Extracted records
□ □ □

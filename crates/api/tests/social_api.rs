//! HTTP-level integration tests for profile, avatar, leaderboard, shop, and friends.

mod common;

use axum::http::StatusCode;
use common::{
    body_json, create_quest, get, get_auth, post_auth, post_json_auth, put_json_auth, register,
};
use sqlx::PgPool;

// ---------------------------------------------------------------------------
// Profile & avatar
// ---------------------------------------------------------------------------

#[sqlx::test(migrations = "../db/migrations")]
async fn avatar_update_is_reflected_in_profile(pool: PgPool) {
    let (_, token) = register(&pool, "stylish").await;

    let body = serde_json::json!({
        "avatar_class": "mage",
        "avatar_image": "https://cdn.example.com/mage.png",
        "name": "Merlin",
    });
    let app = common::build_test_app(pool.clone());
    let response = put_json_auth(app, "/api/user/avatar", body, &token).await;
    assert_eq!(response.status(), StatusCode::OK);

    let app = common::build_test_app(pool);
    let profile = body_json(get_auth(app, "/api/user/profile", &token).await).await;
    assert_eq!(profile["username"], "stylish");
    assert_eq!(profile["avatar"]["avatar_class"], "mage");
    assert_eq!(profile["avatar"]["name"], "Merlin");
}

#[sqlx::test(migrations = "../db/migrations")]
async fn avatar_with_blank_name_is_rejected(pool: PgPool) {
    let (_, token) = register(&pool, "nameless").await;

    let body = serde_json::json!({
        "avatar_class": "rogue",
        "avatar_image": "rogue.png",
        "name": "",
    });
    let app = common::build_test_app(pool);
    let response = put_json_auth(app, "/api/user/avatar", body, &token).await;
    assert_eq!(response.status(), StatusCode::BAD_REQUEST);
}

// ---------------------------------------------------------------------------
// Leaderboard & shop
// ---------------------------------------------------------------------------

#[sqlx::test(migrations = "../db/migrations")]
async fn leaderboard_orders_by_xp_and_is_public(pool: PgPool) {
    let (_, low) = register(&pool, "low").await;
    let (_, high) = register(&pool, "high").await;

    for (token, xp) in [(&low, 20), (&high, 90)] {
        let quest_id = create_quest(&pool, token, xp, 0).await;
        let app = common::build_test_app(pool.clone());
        post_auth(app, &format!("/api/quests/{quest_id}/complete"), token).await;
    }

    let app = common::build_test_app(pool);
    let response = get(app, "/api/leaderboard").await;
    assert_eq!(response.status(), StatusCode::OK);

    let json = body_json(response).await;
    let entries = json.as_array().unwrap();
    assert_eq!(entries[0]["username"], "high");
    assert_eq!(entries[0]["xp"], 90);
    assert_eq!(entries[1]["username"], "low");
    assert!(entries[0].get("email").is_none());
}

#[sqlx::test(migrations = "../db/migrations")]
async fn shop_lists_catalogue(pool: PgPool) {
    let app = common::build_test_app(pool);
    let response = get(app, "/api/shop/items").await;
    assert_eq!(response.status(), StatusCode::OK);

    let json = body_json(response).await;
    let items = json.as_array().unwrap();
    assert_eq!(items.len(), 4);
    assert_eq!(items[0]["id"], "health-potion");
    assert_eq!(items[0]["cost"], 50);
}

// ---------------------------------------------------------------------------
// Friends
// ---------------------------------------------------------------------------

#[sqlx::test(migrations = "../db/migrations")]
async fn add_friend_then_list(pool: PgPool) {
    let (_, alice) = register(&pool, "alice").await;
    register(&pool, "bob").await;

    let app = common::build_test_app(pool.clone());
    let body = serde_json::json!({ "friend_username": "bob" });
    let response = post_json_auth(app, "/api/friends/add", body, &alice).await;
    assert_eq!(response.status(), StatusCode::CREATED);

    let app = common::build_test_app(pool);
    let json = body_json(get_auth(app, "/api/friends", &alice).await).await;
    let friends = json.as_array().unwrap();
    assert_eq!(friends.len(), 1);
    assert_eq!(friends[0]["username"], "bob");
}

#[sqlx::test(migrations = "../db/migrations")]
async fn friendships_are_one_directional(pool: PgPool) {
    let (_, alice) = register(&pool, "alice").await;
    let (_, bob) = register(&pool, "bob").await;

    let app = common::build_test_app(pool.clone());
    let body = serde_json::json!({ "friend_username": "bob" });
    post_json_auth(app, "/api/friends/add", body, &alice).await;

    let app = common::build_test_app(pool);
    let json = body_json(get_auth(app, "/api/friends", &bob).await).await;
    assert!(json.as_array().unwrap().is_empty());
}

#[sqlx::test(migrations = "../db/migrations")]
async fn add_friend_error_cases(pool: PgPool) {
    let (_, alice) = register(&pool, "alice").await;
    register(&pool, "bob").await;

    let cases = [
        ("nobody", StatusCode::NOT_FOUND),
        ("alice", StatusCode::BAD_REQUEST),
        ("bob", StatusCode::CREATED),
        ("bob", StatusCode::CONFLICT),
    ];
    for (username, expected) in cases {
        let app = common::build_test_app(pool.clone());
        let body = serde_json::json!({ "friend_username": username });
        let response = post_json_auth(app, "/api/friends/add", body, &alice).await;
        assert_eq!(response.status(), expected, "adding '{username}'");
    }
}
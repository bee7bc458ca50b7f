/// All database primary keys are PostgreSQL BIGSERIAL.
pub type DbId = i64;

/// All timestamps are UTC.
pub type Timestamp = chrono::DateTime<chrono::Utc>;

/// Calendar date in UTC, used for streak bookkeeping.
pub type CalendarDate = chrono::NaiveDate;
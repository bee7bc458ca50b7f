//! Transactional quest completion and reward application.
//!
//! Rows are locked in a fixed order (quest, then user) so two requests can
//! never deadlock against each other. The quest status flip is conditional
//! on the row still being active, which makes a second completion of the
//! same quest observe a conflict instead of paying out twice.

use questlog_core::error::CoreError;
use questlog_core::progression::{apply_rewards, Progression};
use questlog_core::quest::{check_completable, QuestGate};
use questlog_core::types::{CalendarDate, DbId};
use questlog_core::verification::gate_satisfied;
use questlog_db::models::user::ProgressionUpdate;
use questlog_db::repositories::{QuestRepo, UserRepo};
use questlog_db::DbPool;
use serde::Serialize;

use crate::error::{AppError, AppResult};

/// What a successful completion changed.
#[derive(Debug, Clone, Copy, PartialEq, Eq, Serialize)]
pub struct CompletionOutcome {
    pub xp_gained: i64,
    pub gold_gained: i64,
    pub new_level: i32,
    pub level_up: bool,
    pub new_streak: i32,
}

/// Complete `quest_id` for `user_id`, crediting rewards as of `today`.
///
/// Errors:
/// - `NotFound` if the quest does not exist or belongs to someone else.
/// - `Conflict` if the quest is already completed or still needs evidence.
/// - `NotFound` if the owning user row has vanished.
///
/// Nothing is written unless every step succeeds.
pub async fn complete_quest(
    pool: &DbPool,
    user_id: DbId,
    quest_id: DbId,
    today: CalendarDate,
) -> AppResult<CompletionOutcome> {
    let mut tx = pool.begin().await?;

    let quest = QuestRepo::lock_owned(&mut *tx, quest_id, user_id)
        .await?
        .ok_or_else(|| CoreError::not_found("Quest", quest_id))?;

    let status = quest.status().ok_or_else(|| {
        AppError::InternalError(format!(
            "Quest {quest_id} has unknown status id {}",
            quest.status_id
        ))
    })?;
    let verification = quest.verification().map_err(|e| {
        AppError::InternalError(format!("Corrupt verification data on quest {quest_id}: {e}"))
    })?;

    check_completable(
        quest_id,
        QuestGate {
            status,
            verification_required: quest.verification_required,
            has_verification_data: gate_satisfied(verification.as_ref()),
        },
    )?;

    let completed = QuestRepo::mark_completed(&mut *tx, quest_id)
        .await?
        .ok_or_else(|| CoreError::Conflict(format!("Quest {quest_id} is already completed")))?;

    let user = UserRepo::lock_by_id(&mut *tx, user_id)
        .await?
        .ok_or_else(|| CoreError::not_found("User", user_id))?;

    let current = Progression {
        level: user.level,
        xp: user.xp,
        gold: user.gold,
        streak: user.streak,
        last_quest_date: user.last_quest_date,
    };
    let outcome = apply_rewards(&current, completed.xp_reward, completed.gold_reward, today);
    let next = outcome.progression;

    UserRepo::apply_progression(
        &mut *tx,
        user_id,
        &ProgressionUpdate {
            xp: next.xp,
            gold: next.gold,
            level: next.level,
            streak: next.streak,
            last_quest_date: today,
        },
    )
    .await?
    .ok_or_else(|| CoreError::not_found("User", user_id))?;

    tx.commit().await?;

    let result = CompletionOutcome {
        xp_gained: next.xp - current.xp,
        gold_gained: next.gold - current.gold,
        new_level: next.level,
        level_up: outcome.level_up,
        new_streak: next.streak,
    };

    tracing::info!(
        user_id,
        quest_id,
        xp_gained = result.xp_gained,
        gold_gained = result.gold_gained,
        new_level = result.new_level,
        level_up = result.level_up,
        new_streak = result.new_streak,
        "Quest completed",
    );

    Ok(result)
}
//! Quest completion engine.
//!
//! Owns the one write path that moves rewards: the transactional
//! `active -> completed` transition in [`completion`].

pub mod completion;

□ □ □

= TASK =
Work through the data line by line and state how many lines have the string "token"; add nothing else.

= WRITTEN SOLUTION =
8